Stored items from a collection
——

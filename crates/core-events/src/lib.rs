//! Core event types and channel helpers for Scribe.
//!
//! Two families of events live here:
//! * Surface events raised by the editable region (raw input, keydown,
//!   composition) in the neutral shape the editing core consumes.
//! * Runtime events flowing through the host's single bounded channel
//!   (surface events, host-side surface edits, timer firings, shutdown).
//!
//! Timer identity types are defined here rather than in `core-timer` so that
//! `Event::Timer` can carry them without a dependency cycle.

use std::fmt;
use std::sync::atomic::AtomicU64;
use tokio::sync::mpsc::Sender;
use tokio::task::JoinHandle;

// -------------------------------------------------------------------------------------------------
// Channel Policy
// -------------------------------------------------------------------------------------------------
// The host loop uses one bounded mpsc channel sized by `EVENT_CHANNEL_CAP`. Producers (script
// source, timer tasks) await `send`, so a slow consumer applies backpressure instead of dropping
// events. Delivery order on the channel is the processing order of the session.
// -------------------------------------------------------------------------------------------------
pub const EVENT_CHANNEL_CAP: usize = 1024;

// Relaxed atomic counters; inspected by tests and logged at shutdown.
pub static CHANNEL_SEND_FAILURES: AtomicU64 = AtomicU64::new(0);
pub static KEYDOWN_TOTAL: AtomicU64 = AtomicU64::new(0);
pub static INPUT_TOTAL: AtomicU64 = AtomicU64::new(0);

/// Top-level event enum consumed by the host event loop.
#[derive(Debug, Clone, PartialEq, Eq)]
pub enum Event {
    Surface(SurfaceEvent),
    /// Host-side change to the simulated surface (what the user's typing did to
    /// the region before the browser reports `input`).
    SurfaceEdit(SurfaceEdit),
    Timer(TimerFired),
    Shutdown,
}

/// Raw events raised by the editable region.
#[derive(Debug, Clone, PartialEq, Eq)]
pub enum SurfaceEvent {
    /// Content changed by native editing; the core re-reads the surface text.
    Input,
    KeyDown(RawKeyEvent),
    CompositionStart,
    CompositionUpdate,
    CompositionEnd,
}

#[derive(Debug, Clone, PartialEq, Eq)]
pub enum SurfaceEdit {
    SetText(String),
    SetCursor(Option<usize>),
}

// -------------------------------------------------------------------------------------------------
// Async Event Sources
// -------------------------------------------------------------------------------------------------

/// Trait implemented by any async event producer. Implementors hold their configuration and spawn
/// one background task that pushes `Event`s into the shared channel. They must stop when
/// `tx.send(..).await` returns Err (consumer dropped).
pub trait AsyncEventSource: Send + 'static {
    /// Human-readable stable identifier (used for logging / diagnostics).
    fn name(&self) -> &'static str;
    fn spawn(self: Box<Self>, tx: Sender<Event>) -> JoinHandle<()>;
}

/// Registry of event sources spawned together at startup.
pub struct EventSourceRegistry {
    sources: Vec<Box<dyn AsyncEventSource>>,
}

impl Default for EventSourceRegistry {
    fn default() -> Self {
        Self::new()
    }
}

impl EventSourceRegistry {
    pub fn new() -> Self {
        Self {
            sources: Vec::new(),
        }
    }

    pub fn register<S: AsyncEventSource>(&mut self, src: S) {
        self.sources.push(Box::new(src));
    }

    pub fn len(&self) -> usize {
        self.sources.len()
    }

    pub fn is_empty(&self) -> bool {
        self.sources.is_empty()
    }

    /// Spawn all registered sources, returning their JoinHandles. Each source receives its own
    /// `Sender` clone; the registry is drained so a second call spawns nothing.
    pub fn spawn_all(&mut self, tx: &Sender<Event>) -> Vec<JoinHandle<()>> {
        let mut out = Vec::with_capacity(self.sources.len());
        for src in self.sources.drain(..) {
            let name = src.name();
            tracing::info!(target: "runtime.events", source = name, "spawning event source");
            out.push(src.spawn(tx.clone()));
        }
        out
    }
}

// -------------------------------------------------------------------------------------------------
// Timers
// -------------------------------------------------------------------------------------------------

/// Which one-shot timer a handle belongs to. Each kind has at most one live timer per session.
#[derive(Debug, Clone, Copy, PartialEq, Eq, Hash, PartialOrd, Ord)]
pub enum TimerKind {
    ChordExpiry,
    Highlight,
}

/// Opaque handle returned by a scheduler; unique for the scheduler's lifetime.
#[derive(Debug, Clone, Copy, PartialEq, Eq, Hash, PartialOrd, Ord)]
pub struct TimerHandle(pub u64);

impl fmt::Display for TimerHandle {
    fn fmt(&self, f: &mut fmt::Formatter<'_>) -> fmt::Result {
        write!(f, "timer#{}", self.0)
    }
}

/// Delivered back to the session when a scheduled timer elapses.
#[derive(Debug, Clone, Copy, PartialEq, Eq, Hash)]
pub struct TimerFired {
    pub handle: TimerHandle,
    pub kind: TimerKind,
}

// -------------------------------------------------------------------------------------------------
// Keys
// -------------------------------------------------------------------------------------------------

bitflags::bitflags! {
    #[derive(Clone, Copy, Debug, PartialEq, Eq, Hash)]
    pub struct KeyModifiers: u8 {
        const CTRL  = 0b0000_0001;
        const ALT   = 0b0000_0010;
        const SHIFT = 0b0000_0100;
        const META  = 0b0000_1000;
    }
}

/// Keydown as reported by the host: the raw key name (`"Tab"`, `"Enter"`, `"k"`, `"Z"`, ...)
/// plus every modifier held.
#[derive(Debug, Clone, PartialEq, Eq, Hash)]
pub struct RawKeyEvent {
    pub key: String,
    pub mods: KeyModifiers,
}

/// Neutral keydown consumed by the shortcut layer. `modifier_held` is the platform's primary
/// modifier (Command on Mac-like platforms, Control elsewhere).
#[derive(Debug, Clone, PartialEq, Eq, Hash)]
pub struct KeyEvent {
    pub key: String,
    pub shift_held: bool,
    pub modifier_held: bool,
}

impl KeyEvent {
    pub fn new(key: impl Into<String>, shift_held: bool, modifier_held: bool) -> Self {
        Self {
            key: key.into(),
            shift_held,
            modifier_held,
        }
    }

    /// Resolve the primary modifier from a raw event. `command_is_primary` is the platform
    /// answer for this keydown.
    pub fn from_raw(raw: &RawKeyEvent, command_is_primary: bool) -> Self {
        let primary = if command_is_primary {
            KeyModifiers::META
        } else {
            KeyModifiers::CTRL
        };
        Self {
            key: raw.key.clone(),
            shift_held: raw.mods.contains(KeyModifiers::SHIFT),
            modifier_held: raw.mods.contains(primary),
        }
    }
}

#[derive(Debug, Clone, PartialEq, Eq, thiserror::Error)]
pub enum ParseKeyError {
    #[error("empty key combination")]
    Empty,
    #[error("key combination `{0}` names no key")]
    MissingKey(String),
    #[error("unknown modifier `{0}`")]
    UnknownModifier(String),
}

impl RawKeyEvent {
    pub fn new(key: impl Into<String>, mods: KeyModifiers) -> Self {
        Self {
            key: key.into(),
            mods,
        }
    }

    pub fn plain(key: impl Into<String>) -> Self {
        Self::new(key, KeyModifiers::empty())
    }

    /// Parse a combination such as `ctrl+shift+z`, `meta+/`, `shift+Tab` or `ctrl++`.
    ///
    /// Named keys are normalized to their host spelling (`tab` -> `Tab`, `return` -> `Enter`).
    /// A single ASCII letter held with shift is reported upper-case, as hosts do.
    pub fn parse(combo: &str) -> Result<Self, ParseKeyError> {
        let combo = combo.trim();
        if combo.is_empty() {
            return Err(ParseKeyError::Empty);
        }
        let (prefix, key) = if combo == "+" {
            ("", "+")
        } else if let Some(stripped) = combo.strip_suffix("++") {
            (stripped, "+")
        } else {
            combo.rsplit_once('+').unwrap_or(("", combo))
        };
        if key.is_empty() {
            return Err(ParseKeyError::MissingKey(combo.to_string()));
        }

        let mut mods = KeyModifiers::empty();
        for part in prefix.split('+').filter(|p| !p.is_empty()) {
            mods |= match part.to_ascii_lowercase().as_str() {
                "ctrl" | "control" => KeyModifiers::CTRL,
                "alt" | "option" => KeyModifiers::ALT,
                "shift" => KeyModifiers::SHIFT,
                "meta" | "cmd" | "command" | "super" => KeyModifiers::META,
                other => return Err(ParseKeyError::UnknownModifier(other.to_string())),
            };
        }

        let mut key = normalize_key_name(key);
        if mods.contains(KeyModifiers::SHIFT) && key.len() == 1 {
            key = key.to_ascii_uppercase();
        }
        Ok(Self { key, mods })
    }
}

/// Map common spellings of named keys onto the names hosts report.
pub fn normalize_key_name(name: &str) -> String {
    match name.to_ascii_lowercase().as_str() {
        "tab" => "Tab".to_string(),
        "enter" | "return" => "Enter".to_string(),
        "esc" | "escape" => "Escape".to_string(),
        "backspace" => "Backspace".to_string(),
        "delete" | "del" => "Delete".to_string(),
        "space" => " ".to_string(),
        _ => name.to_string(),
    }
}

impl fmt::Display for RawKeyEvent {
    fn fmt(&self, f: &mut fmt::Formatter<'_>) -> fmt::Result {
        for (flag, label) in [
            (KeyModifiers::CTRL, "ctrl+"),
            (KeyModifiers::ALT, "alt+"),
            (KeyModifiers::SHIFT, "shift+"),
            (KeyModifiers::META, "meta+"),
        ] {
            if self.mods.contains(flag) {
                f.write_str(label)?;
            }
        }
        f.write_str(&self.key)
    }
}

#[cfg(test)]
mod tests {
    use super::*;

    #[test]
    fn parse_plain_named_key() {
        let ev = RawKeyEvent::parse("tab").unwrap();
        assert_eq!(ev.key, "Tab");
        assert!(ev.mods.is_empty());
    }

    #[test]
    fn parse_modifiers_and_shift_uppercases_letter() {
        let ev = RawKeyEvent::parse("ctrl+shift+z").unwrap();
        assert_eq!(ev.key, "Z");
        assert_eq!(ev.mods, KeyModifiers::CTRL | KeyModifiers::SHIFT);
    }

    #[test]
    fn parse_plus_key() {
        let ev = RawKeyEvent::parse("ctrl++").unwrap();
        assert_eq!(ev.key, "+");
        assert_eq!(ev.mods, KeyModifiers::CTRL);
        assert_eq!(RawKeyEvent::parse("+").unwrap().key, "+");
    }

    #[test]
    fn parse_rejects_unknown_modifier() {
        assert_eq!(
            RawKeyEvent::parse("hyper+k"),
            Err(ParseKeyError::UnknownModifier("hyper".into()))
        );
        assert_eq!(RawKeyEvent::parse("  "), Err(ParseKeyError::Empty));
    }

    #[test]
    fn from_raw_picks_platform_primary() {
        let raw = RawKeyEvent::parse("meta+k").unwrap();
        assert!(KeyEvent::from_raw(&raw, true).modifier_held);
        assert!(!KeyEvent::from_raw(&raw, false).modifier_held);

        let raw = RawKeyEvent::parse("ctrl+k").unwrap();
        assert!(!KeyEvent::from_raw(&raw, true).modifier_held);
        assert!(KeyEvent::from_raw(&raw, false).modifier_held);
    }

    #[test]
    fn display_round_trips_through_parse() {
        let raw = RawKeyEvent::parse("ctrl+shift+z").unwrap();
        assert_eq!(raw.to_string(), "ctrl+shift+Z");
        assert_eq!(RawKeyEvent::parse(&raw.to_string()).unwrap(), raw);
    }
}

——

TASK OBJECTIVE ▸ Wherever "stripped" occurs in the records above, copy the line it sits in.

ANSWER BOX ▸
        } else if let Some(stripped) = combo.strip_suffix("++") {
            (stripped, "+")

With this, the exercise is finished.